Pulisic’s problem, basically, is that the shot he took in the collision while scoring in Tuesday’s 1-0 victory had affected his ability to do his job. A soccer player’s hips, and especially any of the muscles and tendons and tissue that support them, do vital and interconnected work in assisting movement, turning and sprinting. Pulisic seemed to admit that, at least as of Thursday, he was not sure he had recovered sufficiently to be able to perform at the level he knows will be required on Saturday.

“I’m going to go now and meet with the team and the medical staff and make a decision on today, just kind of see how I’m feeling,” he said in his first public comments since the injury. “Taking it day by day for now, but doing everything in my power to be able to be out there on the field on Saturday.”

It had been excruciating, he admitted, to leave the game after scoring. Pulisic had lain on the field for several minutes after scoring, then needed assistance to get to his feet and remain standing. After a few minutes, he returned to the game, but minutes after that, the halftime whistle blew and he was gone down the stadium tunnel.

When his team returned to the field for the second half, Pulisic was missing, replaced by his teammate Brenden Aaronson.

“Obviously the emotions were running so high, so I was doing everything I could to continue playing,” Pulisic said of his brief return to the game. “It was all kind of a blur, to be honest.”

After an assessment of his condition was made at halftime, he said, the U.S. Soccer medical staff determined he needed to go to a hospital for scans to determine the full nature of his injury. A team trainer, Harris Patel, went along; on the way, Patel called up a video feed of the game on his phone so he and Pulisic could watch what they were missing.

“It was the hardest thing,” Pulisic said. “I think they were checking my blood sugar and everything, and it was flying through the roof, but it wasn’t because of anything — it was just me stress-watching the game. Once I got through that, and the final whistle blew, I was very happy.”

Saturday’s game would be a difficult one to miss. The United States has not played a knockout game at the World Cup since 2014, and the current team represents a new generation of players who have high hopes not only for this tournament, but for the World Cup that will take place in the United States, Canada and Mexico in 2026.

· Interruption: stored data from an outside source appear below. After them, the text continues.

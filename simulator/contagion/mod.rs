// Contagion Scenario Support Module

pub mod config;
pub mod event_sinks;
pub mod stats;

// Re-export commonly used types
pub use config::{
    build_graph,
    parse_seed_hex,
    CoefficientsSpec,
    GraphSpec,
    PolicySpec,
    ScenarioFile,
    SweepSpec,
};

pub use event_sinks::{
    CascadeReplay,
    CollectorEventSink,
    ConsoleEventSink,
    CsvEventSink,
    MultiEventSink,
};

pub use stats::{StressSummary, SweepComparison};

Pulisic already has one good memory from this year’s tournament — and one excruciating one. But as he sat alongside his teammate Timothy Weah, who has scored the Americans’ only other goal in Qatar, in the team’s opening game against Wales, Pulisic said they still felt they had a long way to go.

“It feels great to score in a World Cup,” Pulisic said when asked if he had enjoyed his special moment of the tournament already. “Timmy knows what that’s like. I’m hoping I haven’t had that moment yet. I’m hoping it’s in front of me.”